◆ **GOAL OF THE EXERCISE**: Begin at the first line of the records below and, please, give each line again exactly until the line with "use chrono::Local;" is included.

(Collected data entries)
——

use serde_json::Value;

use super::*;

/// Publishers currently connected to the Core's RTMP and SRT servers
impl CoreClient {
    pub async fn rtmp_channels(&self) -> ApiResult<Value> {
        self.get_value("/v3/rtmp").await
    }

    pub async fn rtmp_channel(&self, channel_id: &str) -> ApiResult<Value> {
        self.get_value(&format!("/v3/rtmp/{}", segment(channel_id))).await
    }

    pub async fn srt_channels(&self) -> ApiResult<Value> {
        self.get_value("/v3/srt").await
    }

    pub async fn srt_channel(&self, channel_id: &str) -> ApiResult<Value> {
        self.get_value(&format!("/v3/srt/{}", segment(channel_id))).await
    }
}
// LogManager Service
// File logger, log retention cleanup and reading

use chrono::Local;
use log::{Level, LevelFilter, Log, Metadata, Record};
use std::fs::{self, OpenOptions};
use std::io::Write;
use std::path::{Path, PathBuf};
use std::sync::Mutex;
use std::time::{Duration, SystemTime};

pub const LOG_FILE_NAME: &str = "core-admin.log";

/// Appends every record to `<log_dir>/core-admin.log`; warnings and errors
/// are echoed to stderr as well
pub struct CliLogger {
    file: Mutex<fs::File>,
    level: LevelFilter,
}

impl CliLogger {
    pub fn new(log_dir: &Path, level: LevelFilter) -> Result<Self, std::io::Error> {
        fs::create_dir_all(log_dir)?;
        let file = OpenOptions::new()
            .create(true)
            .append(true)
            .open(log_dir.join(LOG_FILE_NAME))?;
        Ok(Self {
            file: Mutex::new(file),
            level,
        })
    }

    /// Format one record as `[date][time][target][LEVEL] message`
    pub fn format_line(record: &Record) -> String {
        let timestamp = Local::now();
        let date = timestamp.format("%Y-%m-%d");
        let time = timestamp.format("%H:%M:%S");
        format!(
            "[{date}][{time}][{}][{}] {}",
            record.target(),
            record.level(),
            record.args()
        )
    }
}

impl Log for CliLogger {
    fn enabled(&self, metadata: &Metadata) -> bool {
        metadata.level() <= self.level
    }

    fn log(&self, record: &Record) {
        if !self.enabled(record.metadata()) {
            return;
        }

        let line = Self::format_line(record);

        if let Ok(mut file) = self.file.lock() {
            let _ = writeln!(file, "{line}");
        }

        if record.level() <= Level::Warn {
            eprintln!("{line}");
        }
    }

    fn flush(&self) {
        if let Ok(mut file) = self.file.lock() {
            let _ = file.flush();
        }
    }
}

/// Install `CliLogger` as the global logger
pub fn init_logger(log_dir: &Path, level: LevelFilter) -> Result<(), Box<dyn std::error::Error>> {
    let logger = CliLogger::new(log_dir, level)?;
    log::set_boxed_logger(Box::new(logger))?;
    log::set_max_level(level);
    Ok(())
}

/// Parse a level name such as "debug" or "WARN"
pub fn parse_level(value: &str) -> Option<LevelFilter> {
    value.trim().parse::<LevelFilter>().ok()
}

/// Delete `.log` files older than the retention window; 0 keeps everything
pub fn prune_logs(log_dir: &Path, retention_days: u32) -> Result<usize, String> {
    if retention_days == 0 {
        return Ok(0);
    }

    if !log_dir.exists() {
        return Ok(0);
    }

    let cutoff = SystemTime::now()
        .checked_sub(Duration::from_secs(retention_days as u64 * 24 * 60 * 60))
        .unwrap_or(SystemTime::UNIX_EPOCH);

    let entries = fs::read_dir(log_dir).map_err(|e| format!("Failed to read log dir: {e}"))?;
    let mut removed = 0;

    for entry in entries.flatten() {
        let path = entry.path();
        if path.extension().and_then(|ext| ext.to_str()) != Some("log") {
            continue;
        }

        let modified = entry
            .metadata()
            .and_then(|metadata| metadata.modified())
            .unwrap_or(SystemTime::UNIX_EPOCH);
        if modified < cutoff && fs::remove_file(&path).is_ok() {
            removed += 1;
        }
    }

    Ok(removed)
}

/// Last `max_lines` non-empty lines of the newest log file
pub fn read_recent_logs(log_dir: &Path, max_lines: usize) -> Result<Vec<String>, String> {
    let log_file = match find_latest_log_file(log_dir) {
        Some(path) => path,
        None => return Ok(Vec::new()),
    };

    let bytes = fs::read(&log_file).map_err(|e| format!("Failed to read log file: {e}"))?;
    let content = String::from_utf8_lossy(&bytes);
    let lines: Vec<&str> = content.lines().filter(|line| !line.trim().is_empty()).collect();

    let start = lines.len().saturating_sub(max_lines);
    Ok(lines[start..].iter().map(|line| line.to_string()).collect())
}

fn find_latest_log_file(log_dir: &Path) -> Option<PathBuf> {
    let entries = fs::read_dir(log_dir).ok()?;
    let mut latest: Option<(PathBuf, SystemTime)> = None;

    for entry in entries.flatten() {
        let path = entry.path();
        if path.extension().and_then(|ext| ext.to_str()) != Some("log") {
            continue;
        }
        let modified = entry
            .metadata()
            .and_then(|metadata| metadata.modified())
            .unwrap_or(SystemTime::UNIX_EPOCH);

        match latest {
            Some((_, latest_time)) if modified <= latest_time => {}
            _ => latest = Some((path, modified)),
        }
    }

    latest.map(|(path, _)| path)
}

#[cfg(test)]
mod tests {
    use super::*;
    use tempfile::TempDir;

    #[test]
    fn test_read_recent_logs_skips_blank_lines() {
        let temp = TempDir::new().unwrap();
        fs::write(temp.path().join(LOG_FILE_NAME), "one\n\ntwo\nthree\n  \nfour\n").unwrap();

        assert_eq!(read_recent_logs(temp.path(), 2).unwrap(), vec!["three", "four"]);
        assert_eq!(read_recent_logs(temp.path(), 10).unwrap().len(), 4);
    }

    #[test]
    fn test_read_recent_logs_without_files() {
        let temp = TempDir::new().unwrap();
        fs::write(temp.path().join("notes.txt"), "ignored").unwrap();
        assert!(read_recent_logs(temp.path(), 5).unwrap().is_empty());
    }

    #[test]
    fn test_prune_disabled_and_recent_files_kept() {
        let temp = TempDir::new().unwrap();
        fs::write(temp.path().join(LOG_FILE_NAME), "fresh").unwrap();

        assert_eq!(prune_logs(temp.path(), 0).unwrap(), 0);
        assert_eq!(prune_logs(temp.path(), 30).unwrap(), 0);
        assert!(temp.path().join(LOG_FILE_NAME).exists());
        assert_eq!(prune_logs(&temp.path().join("missing"), 30).unwrap(), 0);
    }

    #[test]
    fn test_logger_writes_file() {
        let temp = TempDir::new().unwrap();
        let logger = CliLogger::new(temp.path(), LevelFilter::Info).unwrap();

        logger.log(
            &Record::builder()
                .args(format_args!("hello"))
                .level(Level::Info)
                .target("core_admin::test")
                .build(),
        );
        logger.log(
            &Record::builder()
                .args(format_args!("hidden"))
                .level(Level::Debug)
                .target("core_admin::test")
                .build(),
        );
        logger.flush();

        let content = fs::read_to_string(temp.path().join(LOG_FILE_NAME)).unwrap();
        assert!(content.contains("[core_admin::test][INFO] hello"));
        assert!(!content.contains("hidden"));
    }

    #[test]
    fn test_parse_level() {
        assert_eq!(parse_level("debug"), Some(LevelFilter::Debug));
        assert_eq!(parse_level(" WARN "), Some(LevelFilter::Warn));
        assert_eq!(parse_level("loud"), None);
    }
}
// MetricsHistory Model
// Bounded rolling window of metrics snapshots for the dashboard

use serde::{Deserialize, Serialize};
use serde_json::Value;
use std::collections::VecDeque;

/// One metrics snapshot
#[derive(Debug, Clone, PartialEq, Serialize, Deserialize)]
#[serde(rename_all = "camelCase")]
pub struct MetricsSample {
    /// Unix time in milliseconds when the snapshot was stored
    pub timestamp: i64,
    pub metrics: Value,
}

/// Rolling history; appending beyond capacity drops the oldest sample
#[derive(Debug, Clone)]
pub struct MetricsHistory {
    samples: VecDeque<MetricsSample>,
    capacity: usize,
}

impl MetricsHistory {
    pub fn new(capacity: usize) -> Self {
        let capacity = capacity.max(1);
        Self {
            samples: VecDeque::with_capacity(capacity),
            capacity,
        }
    }

    pub fn push(&mut self, timestamp: i64, metrics: Value) {
        while self.samples.len() >= self.capacity {
            self.samples.pop_front();
        }
        self.samples.push_back(MetricsSample { timestamp, metrics });
    }

    pub fn latest(&self) -> Option<&MetricsSample> {
        self.samples.back()
    }

    pub fn samples(&self) -> impl Iterator<Item = &MetricsSample> {
        self.samples.iter()
    }

    pub fn len(&self) -> usize {
        self.samples.len()
    }

    pub fn is_empty(&self) -> bool {
        self.samples.is_empty()
    }

    pub fn capacity(&self) -> usize {
        self.capacity
    }

    pub fn clear(&mut self) {
        self.samples.clear();
    }
}

impl Default for MetricsHistory {
    fn default() -> Self {
        Self::new(60)
    }
}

——

◆ **WRITTEN RESPONSE**:
use serde_json::Value;

use super::*;

/// Publishers currently connected to the Core's RTMP and SRT servers
impl CoreClient {
    pub async fn rtmp_channels(&self) -> ApiResult<Value> {
        self.get_value("/v3/rtmp").await
    }

    pub async fn rtmp_channel(&self, channel_id: &str) -> ApiResult<Value> {
        self.get_value(&format!("/v3/rtmp/{}", segment(channel_id))).await
    }

    pub async fn srt_channels(&self) -> ApiResult<Value> {
        self.get_value("/v3/srt").await
    }

    pub async fn srt_channel(&self, channel_id: &str) -> ApiResult<Value> {
        self.get_value(&format!("/v3/srt/{}", segment(channel_id))).await
    }
}
// LogManager Service
// File logger, log retention cleanup and reading

use chrono::Local;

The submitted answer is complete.